WHAT IS BEING ASKED>
Please write out word for word the opening lines of the material, including the line with "to uncovered code." as the last.

RAW DATA>

//! Selection proportional to a per-state weight, backed by a discrete PDF.

use std::str::FromStr;

use rand::Rng;

use crate::collections::pdf::DiscretePdf;
use crate::engine::Engine;
use crate::search::{ConfigError, Searcher};
use crate::state::{ExecutionState, StateId};

/// Weight functions available to [`WeightedRandomSearcher`]. All of them
/// yield positive weights.
#[derive(Copy, Clone, Debug, PartialEq, Eq)]
pub enum WeightMode {
    /// The state's depth-derived weight, cached at insertion.
    Depth,
    /// Penalizes globally hot instructions, quadratically.
    InstCount,
    /// Penalizes hot call paths.
    CPInstCount,
    /// Penalizes states with expensive solver queries.
    QueryCost,
    /// Favors states close to uncovered code.
    MinDistToUncovered,
    /// Distance to uncovered code plus a coverage freshness bonus.
    CoveringNew,
    /// Like `CoveringNew`, with the distance taken to call sites.
    PatchTesting,
}

impl WeightMode {
    /// Whether weights depend on evolving statistics and must be recomputed
    /// on every step.
    fn updates_weights(self) -> bool {
        !matches!(self, WeightMode::Depth)
    }
}

impl FromStr for WeightMode {
    type Err = ConfigError;

    fn from_str(s: &str) -> Result<WeightMode, ConfigError> {
        match s {
            "depth" => Ok(WeightMode::Depth),
            "inst-count" => Ok(WeightMode::InstCount),
            "cp-inst-count" => Ok(WeightMode::CPInstCount),
            "query-cost" => Ok(WeightMode::QueryCost),
            "min-dist-to-uncovered" => Ok(WeightMode::MinDistToUncovered),
            "covering-new" => Ok(WeightMode::CoveringNew),
            "patch-testing" => Ok(WeightMode::PatchTesting),
            other => Err(ConfigError::UnknownWeightMode(other.to_string())),
        }
    }
}

pub struct WeightedRandomSearcher {
    states: DiscretePdf<StateId>,
    mode: WeightMode,
    update_weights: bool,
}

impl WeightedRandomSearcher {
    pub fn new(mode: WeightMode) -> WeightedRandomSearcher {
        WeightedRandomSearcher {
            states: DiscretePdf::new(),
            mode,
            update_weights: mode.updates_weights(),
        }
    }

    fn weight(&self, engine: &Engine, es: &ExecutionState) -> f64 {
        match self.mode {
            WeightMode::Depth => es.weight,
            WeightMode::InstCount => {
                let count = engine.stats.indexed_instructions(engine.kinst(es.pc).id);
                let inv = 1.0 / count.max(1) as f64;
                inv * inv
            }
            WeightMode::CPInstCount => {
                let frame = es.stack.last().expect("state with an empty stack");
                1.0 / frame.call_path_insts.max(1) as f64
            }
            WeightMode::QueryCost => {
                if es.query_cost < 0.1 {
                    1.0
                } else {
                    1.0 / es.query_cost
                }
            }
            WeightMode::MinDistToUncovered => {
                let dist = engine.min_dist_to_uncovered(es);
                let inv = 1.0 / if dist == 0 { 10_000 } else { dist } as f64;
                inv * inv
            }
            WeightMode::CoveringNew | WeightMode::PatchTesting => {
                let dist = if self.mode == WeightMode::PatchTesting {
                    engine.min_dist_to_call(es)
                } else {
                    engine.min_dist_to_uncovered(es)
                };
                let inv_dist = 1.0 / if dist == 0 { 10_000 } else { dist } as f64;
                let inv_fresh = if es.insts_since_cov_new > 0 {
                    1.0 / (es.insts_since_cov_new as i64 - 1000).max(1) as f64
                } else {
                    0.0
                };
                inv_fresh * inv_fresh + inv_dist * inv_dist
            }
        }
    }
}

impl Searcher for WeightedRandomSearcher {
    fn select_state(&mut self, engine: &mut Engine) -> StateId {
        let u = engine.rng.gen::<f64>();
        self.states.choose(u)
    }

    fn update(
        &mut self,
        engine: &mut Engine,
        current: Option<StateId>,
        added: &[StateId],
        removed: &[StateId],
    ) {
        if self.update_weights {
            if let Some(cur) = current {
                if !removed.contains(&cur) {
                    let weight = self.weight(engine, engine.state(cur));
                    self.states.update(cur, weight);
                }
            }
        }
        for &es in added {
            let weight = self.weight(engine, engine.state(es));
            self.states.insert(es, weight);
        }
        for &es in removed {
            self.states.remove(es);
        }
    }

    fn is_empty(&self, _engine: &Engine) -> bool {
        self.states.is_empty()
    }
}
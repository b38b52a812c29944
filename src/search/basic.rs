//! Depth-first, breadth-first and uniform random selection over a flat view
//! of the live states.

use std::collections::VecDeque;

use rand::Rng;

use crate::engine::Engine;
use crate::search::Searcher;
use crate::state::StateId;

/// Selects the most recently added state.
#[derive(Default)]
pub struct DFSSearcher {
    states: Vec<StateId>,
}

impl DFSSearcher {
    pub fn new() -> DFSSearcher {
        DFSSearcher::default()
    }
}

impl Searcher for DFSSearcher {
    fn select_state(&mut self, _engine: &mut Engine) -> StateId {
        *self.states.last().expect("select on an empty searcher")
    }

    fn update(
        &mut self,
        _engine: &mut Engine,
        _current: Option<StateId>,
        added: &[StateId],
        removed: &[StateId],
    ) {
        self.states.extend_from_slice(added);
        for &es in removed {
            if self.states.last() == Some(&es) {
                self.states.pop();
            } else {
                let pos = self
                    .states
                    .iter()
                    .position(|&s| s == es)
                    .expect("invalid state removed");
                self.states.remove(pos);
            }
        }
    }

    fn is_empty(&self, _engine: &Engine) -> bool {
        self.states.is_empty()
    }
}

/// Selects the oldest known state. When the current state forks, it is
/// rotated to the tail so its siblings get their turn first.
#[derive(Default)]
pub struct BFSSearcher {
    states: VecDeque<StateId>,
}

impl BFSSearcher {
    pub fn new() -> BFSSearcher {
        BFSSearcher::default()
    }
}

impl Searcher for BFSSearcher {
    fn select_state(&mut self, _engine: &mut Engine) -> StateId {
        *self.states.front().expect("select on an empty searcher")
    }

    fn update(
        &mut self,
        _engine: &mut Engine,
        current: Option<StateId>,
        added: &[StateId],
        removed: &[StateId],
    ) {
        // a non-empty `added` set means the current state forked
        if !added.is_empty() {
            if let Some(cur) = current {
                if !removed.contains(&cur) {
                    if self.states.front() == Some(&cur) {
                        self.states.pop_front();
                    } else {
                        // another interleaved searcher advanced it past us
                        let pos = self
                            .states
                            .iter()
                            .position(|&s| s == cur)
                            .expect("current state unknown to breadth-first searcher");
                        self.states.remove(pos);
                    }
                    self.states.push_back(cur);
                }
            }
        }

        self.states.extend(added.iter().copied());
        for &es in removed {
            if self.states.front() == Some(&es) {
                self.states.pop_front();
            } else {
                let pos = self
                    .states
                    .iter()
                    .position(|&s| s == es)
                    .expect("invalid state removed");
                self.states.remove(pos);
            }
        }
    }

    fn is_empty(&self, _engine: &Engine) -> bool {
        self.states.is_empty()
    }
}

/// Selects uniformly at random.
#[derive(Default)]
pub struct RandomSearcher {
    states: Vec<StateId>,
}

impl RandomSearcher {
    pub fn new() -> RandomSearcher {
        RandomSearcher::default()
    }
}

impl Searcher for RandomSearcher {
    fn select_state(&mut self, engine: &mut Engine) -> StateId {
        assert!(!self.states.is_empty(), "select on an empty searcher");
        self.states[engine.rng.gen_range(0..self.states.len())]
    }

    fn update(
        &mut self,
        _engine: &mut Engine,
        _current: Option<StateId>,
        added: &[StateId],
        removed: &[StateId],
    ) {
        self.states.extend_from_slice(added);
        for &es in removed {
            let pos = self
                .states
                .iter()
                .position(|&s| s == es)
                .expect("invalid state removed");
            self.states.remove(pos);
        }
    }

    fn is_empty(&self, _engine: &Engine) -> bool {
        self.states.is_empty()
    }
}
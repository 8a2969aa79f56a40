use crate::{Func, LocalIdents, Module, Value};
use std::fmt::Display;

/// Renders an operand within the function that uses it.
pub struct ValueDisplay<'a> {
    value: &'a Value,
    module: &'a Module,
    func: &'a Func,
    idents: &'a LocalIdents,
    typed: bool,
}

impl Value {
    pub fn display<'a>(
        &'a self,
        module: &'a Module,
        func: &'a Func,
        idents: &'a LocalIdents,
    ) -> ValueDisplay<'a> {
        ValueDisplay {
            value: self,
            module,
            func,
            idents,
            typed: false,
        }
    }

    pub fn display_typed<'a>(
        &'a self,
        module: &'a Module,
        func: &'a Func,
        idents: &'a LocalIdents,
    ) -> ValueDisplay<'a> {
        ValueDisplay {
            typed: true,
            ..self.display(module, func, idents)
        }
    }
}

impl Display for ValueDisplay<'_> {
    fn fmt(&self, f: &mut std::fmt::Formatter<'_>) -> std::fmt::Result {
        if self.typed {
            let ty = self.func.value_type(self.module, self.value);
            write!(f, "{} ", ty.display(self.module))?;
        }

        match self.value {
            Value::Param(param) => write!(f, "%{}", self.idents.param(*param)),
            Value::Block(block) => write!(f, "%{}", self.idents.block(*block)),
            Value::Instr(instr) => write!(f, "%{}", self.idents.instr(*instr)),
            Value::Global(global_ref) => write!(f, "@{}", self.module.globals[*global_ref].name),
            Value::Func(func_ref) => write!(f, "@{}", self.module.funcs[*func_ref].name),
            Value::Constant(constant) => write!(f, "{}", constant.display(self.module)),
        }
    }
}
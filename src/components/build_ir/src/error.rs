use derive_more::{Display, IsVariant};
use diagnostics::{Diagnostic, Severity, Show, write_location};
use source_files::{Source, SourceFiles};
use std::fmt::Display;

#[derive(Clone, Debug)]
pub struct BuildError {
    pub kind: BuildErrorKind,
    pub source: Source,
    pub severity: Severity,
}

impl BuildError {
    pub fn with_severity(self, severity: Severity) -> Self {
        Self { severity, ..self }
    }

    pub fn is_error(&self) -> bool {
        self.severity.is_error()
    }
}

impl Show for BuildError {
    fn show(&self, w: &mut dyn std::fmt::Write, source_files: &SourceFiles) -> std::fmt::Result {
        write_location(w, self.source, source_files)?;
        write!(w, ": {}: {}", self.severity, self.kind)
    }
}

impl Diagnostic for BuildError {
    fn severity(&self) -> Severity {
        self.severity
    }
}

/// Which namespace a name was looked up or declared in.
#[derive(Copy, Clone, Debug, PartialEq, Eq, Display, IsVariant)]
pub enum SymbolScope {
    #[display("type")]
    Type,
    #[display("global")]
    Global,
    #[display("local")]
    Local,
}

impl SymbolScope {
    pub fn sigil(self) -> char {
        match self {
            SymbolScope::Type | SymbolScope::Local => '%',
            SymbolScope::Global => '@',
        }
    }
}

#[derive(Clone, Debug, IsVariant)]
pub enum BuildErrorKind {
    DuplicateSymbol {
        name: String,
        scope: SymbolScope,
        previous: Source,
    },
    UnknownSymbol {
        name: String,
        scope: SymbolScope,
    },
    UnknownType {
        name: String,
    },
    UnknownPredicate {
        keyword: String,
        is_float: bool,
    },
    OperandTypeMismatch {
        context: String,
        expected: String,
        found: String,
    },
    MalformedBlock {
        block: String,
    },
    UnsupportedConstruct {
        construct: String,
    },
    ExpectedBlock {
        name: String,
    },
    ExpectedValue {
        name: String,
    },
    NotAPointer {
        context: String,
        found: String,
    },
    NotCallable {
        found: String,
    },
    NonIntegerOperand {
        context: String,
        found: String,
    },
    InvalidGetElementPtr {
        reason: String,
    },
    CallArityMismatch {
        callee: String,
        expected: usize,
        found: usize,
        is_variadic: bool,
    },
    DuplicateSwitchCase {
        value: String,
    },
    CyclicTypeDefinition {
        name: String,
    },
    CyclicValue {
        name: String,
    },
    InvalidConstant {
        reason: String,
    },
}

impl BuildErrorKind {
    pub fn at(self, source: Source) -> BuildError {
        BuildError {
            kind: self,
            source,
            severity: Severity::Error,
        }
    }
}

impl Display for BuildErrorKind {
    fn fmt(&self, f: &mut std::fmt::Formatter<'_>) -> std::fmt::Result {
        match self {
            BuildErrorKind::DuplicateSymbol {
                name,
                scope,
                previous,
            } => write!(
                f,
                "Duplicate {} symbol '{}{}', previously declared at {}",
                scope,
                scope.sigil(),
                name,
                previous.location
            ),
            BuildErrorKind::UnknownSymbol { name, scope } => {
                write!(f, "Undeclared {} symbol '{}{}'", scope, scope.sigil(), name)
            }
            BuildErrorKind::UnknownType { name } => write!(f, "Undeclared type '%{}'", name),
            BuildErrorKind::UnknownPredicate { keyword, is_float } => write!(
                f,
                "Unknown {} comparison predicate '{}'",
                if *is_float { "floating-point" } else { "integer" },
                keyword
            ),
            BuildErrorKind::OperandTypeMismatch {
                context,
                expected,
                found,
            } => write!(
                f,
                "Mismatching types for {}, expected '{}' but got '{}'",
                context, expected, found
            ),
            BuildErrorKind::MalformedBlock { block } => {
                write!(f, "Basic block '%{}' is missing a terminator", block)
            }
            BuildErrorKind::UnsupportedConstruct { construct } => {
                write!(f, "Unsupported construct '{}'", construct)
            }
            BuildErrorKind::ExpectedBlock { name } => {
                write!(f, "Expected '%{}' to be a basic block", name)
            }
            BuildErrorKind::ExpectedValue { name } => {
                write!(f, "Basic block '%{}' cannot be used as a value", name)
            }
            BuildErrorKind::NotAPointer { context, found } => {
                write!(f, "Expected pointer for {}, got '{}'", context, found)
            }
            BuildErrorKind::NotCallable { found } => {
                write!(f, "Cannot call value of type '{}'", found)
            }
            BuildErrorKind::NonIntegerOperand { context, found } => {
                write!(f, "Expected integer for {}, got '{}'", context, found)
            }
            BuildErrorKind::InvalidGetElementPtr { reason } => {
                write!(f, "Invalid getelementptr, {}", reason)
            }
            BuildErrorKind::CallArityMismatch {
                callee,
                expected,
                found,
                is_variadic,
            } => write!(
                f,
                "Function '{}' expects {}{} argument{}, got {}",
                callee,
                if *is_variadic { "at least " } else { "" },
                expected,
                if *expected == 1 { "" } else { "s" },
                found
            ),
            BuildErrorKind::DuplicateSwitchCase { value } => {
                write!(f, "Duplicate switch case '{}'", value)
            }
            BuildErrorKind::CyclicTypeDefinition { name } => {
                write!(f, "Type '%{}' is defined in terms of itself", name)
            }
            BuildErrorKind::CyclicValue { name } => {
                write!(f, "Value '%{}' depends on itself", name)
            }
            BuildErrorKind::InvalidConstant { reason } => {
                write!(f, "Invalid constant, {}", reason)
            }
        }
    }
}
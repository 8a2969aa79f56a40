/*
    ==================  representations/ir/src/lib.rs  =======================
    Resolved intermediate representation.

    Every reference between entities is an identity (an arena index or a
    position within a function), never a structural copy, so recursive and
    forward-referencing definitions are representable.
    ---------------------------------------------------------------------------
*/

mod constant;
mod datatype;
mod display;
mod func;
mod idents;
mod instr;
mod term;
mod value;

use arena::{Arena, Idx, new_id_with_niche};
pub use constant::*;
pub use datatype::*;
pub use display::{ConstantDisplay, TypeDisplay, ValueDisplay};
pub use func::*;
pub use idents::LocalIdents;
pub use instr::*;
use source_files::Source;
pub use term::*;
pub use value::*;

new_id_with_niche!(NamedTypeId, u32);
new_id_with_niche!(GlobalId, u32);
new_id_with_niche!(FuncId, u32);

pub type NamedTypeRef = Idx<NamedTypeId, NamedType>;
pub type GlobalRef = Idx<GlobalId, Global>;
pub type FuncRef = Idx<FuncId, Func>;

#[derive(Clone, Debug, Default)]
pub struct Module {
    pub types: Arena<NamedTypeId, NamedType>,
    pub globals: Arena<GlobalId, Global>,
    pub funcs: Arena<FuncId, Func>,
}

impl Module {
    pub fn new() -> Self {
        Self::default()
    }

    /// Follows named types until reaching a structural type.
    ///
    /// Returns `None` for opaque or still unresolved named types, and for
    /// alias chains that loop back on themselves.
    pub fn structural<'a>(&'a self, ty: &'a Type) -> Option<&'a Type> {
        let mut ty = ty;

        for _ in 0..=self.types.len() {
            match ty {
                Type::Named(named) => match &self.types[*named].def {
                    NamedTypeDef::Defined(def) => ty = def,
                    NamedTypeDef::Opaque | NamedTypeDef::Placeholder => return None,
                },
                _ => return Some(ty),
            }
        }

        None
    }

    pub fn find_type(&self, name: &str) -> Option<NamedTypeRef> {
        self.types
            .iter()
            .find(|(_, named)| named.name == name)
            .map(|(named_ref, _)| named_ref)
    }

    pub fn find_global(&self, name: &str) -> Option<GlobalRef> {
        self.globals
            .iter()
            .find(|(_, global)| global.name == name)
            .map(|(global_ref, _)| global_ref)
    }

    pub fn find_func(&self, name: &str) -> Option<FuncRef> {
        self.funcs
            .iter()
            .find(|(_, func)| func.name == name)
            .map(|(func_ref, _)| func_ref)
    }
}

#[derive(Clone, Debug)]
pub struct NamedType {
    pub name: String,
    pub def: NamedTypeDef,
    pub source: Source,
}

#[derive(Clone, Debug, PartialEq, Eq)]
pub enum NamedTypeDef {
    /// Indexed but not yet bound to a definition
    Placeholder,
    Opaque,
    Defined(Type),
}

#[derive(Clone, Debug)]
pub struct Global {
    pub name: String,
    pub is_immutable: bool,
    pub content_type: Type,
    pub init: Option<Constant>,
    pub source: Source,
}

impl Global {
    /// The type of the global as a value, which is its address.
    pub fn ty(&self) -> Type {
        self.content_type.clone().pointer()
    }
}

ANSWER TO THIS PROBLEM>
//! Selection proportional to a per-state weight, backed by a discrete PDF.

use std::str::FromStr;

use rand::Rng;

use crate::collections::pdf::DiscretePdf;
use crate::engine::Engine;
use crate::search::{ConfigError, Searcher};
use crate::state::{ExecutionState, StateId};

/// Weight functions available to [`WeightedRandomSearcher`]. All of them
/// yield positive weights.
#[derive(Copy, Clone, Debug, PartialEq, Eq)]
pub enum WeightMode {
    /// The state's depth-derived weight, cached at insertion.
    Depth,
    /// Penalizes globally hot instructions, quadratically.
    InstCount,
    /// Penalizes hot call paths.
    CPInstCount,
    /// Penalizes states with expensive solver queries.
    QueryCost,
    /// Favors states close to uncovered code.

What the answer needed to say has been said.